Photo Credit: leatheralley.net/


One of the restuarants I went to was an all-vegetarian thai or vietnamese place (I can't recall which), that didn't sell alcohol, but was right next door to a liquor store. They allowed you to go buy a beer next door and drink it. So that's what I did. When I was in line there, it was so hot, and I could finally smell the result of my walking in the California heat all day. This extremely drunk girl (who would have been much hotter if she were more composed) was in line in front of me. When she was done with her purchase, she turned to leave and, seeing me, stopped dead in her tracks. She looked me up and down, then leaned in slightly and gave an audible sniff.

"Girl, I ain't gonna lie, you stinky. You pretty cute, though."

She walked out the door and groped my ass as she passed by. I was so shocked I just laughed and paid for my beer.

All day, I knew I had to eventually meet up with my mother. She would be my only option to get back to my car, at my Bay Area Friend's house - since my phone was totally dead by then. But there were SO MANY PEOPLE, that it took a long time before I ran into someone else who knew my mother and texted her for me.

By the time I met them at the hotel, the crowd had gotten unimaginably huge. You couldn't walk anywhere without having to completely squeeze through. The streets were literally packed like sausages. That's where I learned that something horrible had happened. Someone had fired a gun into THAT CROWDED of a place, not too far away from where my sister, her cheer squad, my mother, and Superhomo were all conviened. They were all in a post-traumatic state, and so the crowded trip back in the car was a bit tense. Especially since I did stink so badly. I had even tried to rinse my sweaty pits off, but that didn't seem to do me any good.

Photo Credit: virgosveryowndaily


It was such a relief when I got to my Bay Area Friend's apartment, and my car was in the parking lot, and she was in her apartment, having been worried about me. It filled me with the sentiment that "all's well that ends well."

I was looking forward to the upcoming 4th of Juplaya, but was still unsure if I was going to go. I didn't have anyone to go with, and work kept getting in the way of my plans - which, frustratingly, was the whole reason I was working! To fund my adventures!

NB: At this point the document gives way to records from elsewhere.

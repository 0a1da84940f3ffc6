//! Seed command

use crate::output::OutputFormat;
use anyhow::Result;
use forms_core::fixtures::seed_document;

pub fn handle(format: OutputFormat) -> Result<()> {
    format.print(&seed_document())
}
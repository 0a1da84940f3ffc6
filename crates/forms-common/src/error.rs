//! Error types for the form builder

use thiserror::Error;

/// Form builder error type
///
/// Store mutations never produce these for missing ids or type mismatches;
/// they only surface from the strict entry points and from configuration.
#[derive(Error, Debug, Clone, PartialEq, Eq)]
pub enum FormsError {
    /// Field not found
    #[error("field not found: {0}")]
    FieldNotFound(String),

    /// Section not found
    #[error("section not found: {0}")]
    SectionNotFound(String),

    /// Proposed field order is not a permutation of the current one
    #[error("invalid field order for section {section_id}: {reason}")]
    InvalidOrder {
        /// Section the reorder targeted
        section_id: String,
        /// Human readable reason
        reason: String,
    },

    /// Document breaks a structural invariant
    #[error("integrity violation: {0}")]
    Integrity(String),

    /// Field type tag not recognised
    #[error("unknown field type: {0}")]
    UnknownFieldType(String),

    /// Configuration error
    #[error("config error: {0}")]
    ConfigError(String),
}

/// Result type for the form builder
pub type FormsResult<T> = Result<T, FormsError>;
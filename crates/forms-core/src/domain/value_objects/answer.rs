//! Answer Value Object
//!
//! Only the shape is defined here. Nothing in the core validates or submits
//! answers.

use serde::{Deserialize, Serialize};
use std::collections::BTreeMap;

/// Respondent answer stored on a field
///
/// Text answers cover short/long answers, dates, times and file names;
/// choice answers map option ids (or `row:column` keys for grids) to a
/// selected flag.
#[derive(Clone, Debug, PartialEq, Eq, Serialize, Deserialize)]
#[serde(untagged)]
pub enum FormAnswer {
    Text(String),
    Choices(BTreeMap<String, bool>),
}

impl FormAnswer {
    pub fn text(value: impl Into<String>) -> Self {
        Self::Text(value.into())
    }

    /// Single selection
    pub fn choice(option_id: impl Into<String>) -> Self {
        let mut map = BTreeMap::new();
        map.insert(option_id.into(), true);
        Self::Choices(map)
    }

    pub fn as_text(&self) -> Option<&str> {
        match self {
            Self::Text(value) => Some(value),
            Self::Choices(_) => None,
        }
    }

    pub fn is_selected(&self, key: &str) -> bool {
        match self {
            Self::Choices(map) => map.get(key).copied().unwrap_or(false),
            Self::Text(_) => false,
        }
    }

    /// Ids currently marked as selected
    pub fn selected(&self) -> Vec<&str> {
        match self {
            Self::Choices(map) => map
                .iter()
                .filter(|(_, on)| **on)
                .map(|(id, _)| id.as_str())
                .collect(),
            Self::Text(_) => Vec::new(),
        }
    }
}

/// Key used for a grid cell inside a choice answer
pub fn grid_key(row_id: &str, column_id: &str) -> String {
    format!("{}:{}", row_id, column_id)
}
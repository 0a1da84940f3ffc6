//! Form aggregates
//!
//! `FormDocument` is the aggregate root. Sections and fields are entities
//! inside it, referenced from outside by id only.

mod document;
mod field;
mod patch;

pub use document::{FormDocument, FormHeader};
pub use field::FormField;
pub use patch::{FieldPatch, HeaderPatch, SectionPatch};

use serde::{Deserialize, Serialize};

/// Ordered group of fields
#[derive(Clone, Debug, PartialEq, Eq, Serialize, Deserialize)]
#[serde(rename_all = "camelCase")]
pub struct Section {
    pub id: String,
    pub title: String,
    #[serde(default)]
    pub field_order: Vec<String>,
}

impl Section {
    pub fn new(id: impl Into<String>, title: impl Into<String>) -> Self {
        Self {
            id: id.into(),
            title: title.into(),
            field_order: Vec::new(),
        }
    }

    pub fn with_order<I, S>(mut self, order: I) -> Self
    where
        I: IntoIterator<Item = S>,
        S: Into<String>,
    {
        self.field_order = order.into_iter().map(Into::into).collect();
        self
    }

    pub fn position_of(&self, field_id: &str) -> Option<usize> {
        self.field_order.iter().position(|id| id == field_id)
    }
}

But after this trip didn't turn out as planned, but still turned out well when I 'went with the flow,' I decided that I would figure out a way to go to the playa twice this year. Maybe it was greedy; but after the last time I had been to the playa for Juplaya 2012 had ended up disasterously, I wanted to give it a chance to redeem itself. I wanted to give myself a chance for redemtion. That trip seemed to be the catalyst that tore my life apart. It made me realize that things were not working. A few months after that fateful trip, I had no choice but to rebuild what I thought about myself.

This year needed to be healing. It needed to be a contrast from last years. It had to show me that I could carry on. I could keep going. I didn't want to give in to sorrow and give up my traditions. The playa had several times freed me! I had faith that it could help me feel free once again.

I was still too nervous to meet other people. I didn't really know how to initiate a conversation with people. No matter how comfortable I felt around people, I didn't feel comfortable getting to know them. I supposed that they would have no reason to want to be friends with me. But Gay Pride helped me enter the right headspace for the playa. I had fun, was independent, and adventurous.